Establishment and validation of cell pools using primary muscle cells derived from satellite cells of pig skeletal muscle

Primary cell cultures derived from satellite cells of skeletal muscle provide an appropriate in vitro model for proliferating myoblasts and differentiating myotubes for muscle biological research. These cell cultures may consist of harvested cells per animal or of a cell pool made of cells from several animals. However, cell pooling reduces the biological variability of the different cell donors. On the other hand, the use of cell pools offers an opportunity to use less donor tissue and to perform long-term projects with a broad spectrum of analysis and replications. In the literature, information about the donors of cell pools, the procedure used for pooling, and the characterization/validation of cell pools is often lacking. In this study, we established three cell pools consisting of M. rhomboideus or M. longissimus from ten or six piglets, each with one gender and medium birth weight. Real-time impedimetric monitoring was used to evaluate the proliferative growth behavior of myoblasts for the cell pools in comparison to their corresponding unpooled cells over a period of 72 h, with a measurement being taken every 30 min.

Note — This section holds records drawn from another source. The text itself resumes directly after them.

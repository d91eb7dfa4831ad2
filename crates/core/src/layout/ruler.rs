use fishbone_protocol::{Rect, RulerSegment, TimeAxis};

use crate::layout::Metrics;

/// Partition the time-axis hierarchy into ruler segments.
///
/// Each node's weight is its leaf descendant count, so sibling widths are
/// proportional to the leaves they span. Positions come from cumulative
/// leaf offsets multiplied by the exact per-leaf width, which makes child
/// widths sum to their parent's width by construction — no floating-point
/// drift accumulates across siblings.
///
/// Levels stack top-to-bottom by depth: the root's children form the top
/// band, their children the next, down to the leaves. The synthetic root
/// itself is never emitted. An axis with zero leaves yields no segments.
pub fn build_ruler(axis: &TimeAxis, ruler_top: f64, metrics: &Metrics) -> Vec<RulerSegment> {
    if axis.leaf_count() == 0 {
        return Vec::new();
    }

    let mut segments = Vec::new();
    let mut leaf_offset = 0;
    for child in &axis.root.children {
        walk(
            child,
            0,
            &mut leaf_offset,
            ruler_top,
            metrics,
            &mut segments,
        );
    }
    segments
}

fn walk(
    node: &fishbone_protocol::AxisNode,
    level: usize,
    leaf_offset: &mut usize,
    ruler_top: f64,
    metrics: &Metrics,
    out: &mut Vec<RulerSegment>,
) {
    let leaf_start = *leaf_offset;
    let leaf_count = node.leaf_count();

    out.push(RulerSegment {
        rect: Rect::new(
            metrics.margin + leaf_start as f64 * metrics.segment_width,
            ruler_top + level as f64 * metrics.band_height,
            leaf_count as f64 * metrics.segment_width,
            metrics.band_height,
        ),
        label: node.label.clone(),
        level,
        leaf_start,
        leaf_count,
    });

    if node.is_leaf() {
        *leaf_offset += 1;
    } else {
        for child in &node.children {
            walk(child, level + 1, leaf_offset, ruler_top, metrics, out);
        }
    }
}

For each of the tested cell pools, cell index, slope, and doubling time did not differ between the cell pool and the unpooled cells of the donor animals. Differentiation capacity and mRNA expression of PAX7, MYOD and MYOG remained unchanged between the cell pool and the unpooled cells. Current results support that the use of cell pools is an appropriate method to reflect the average proliferative growth behavior of unpooled cells.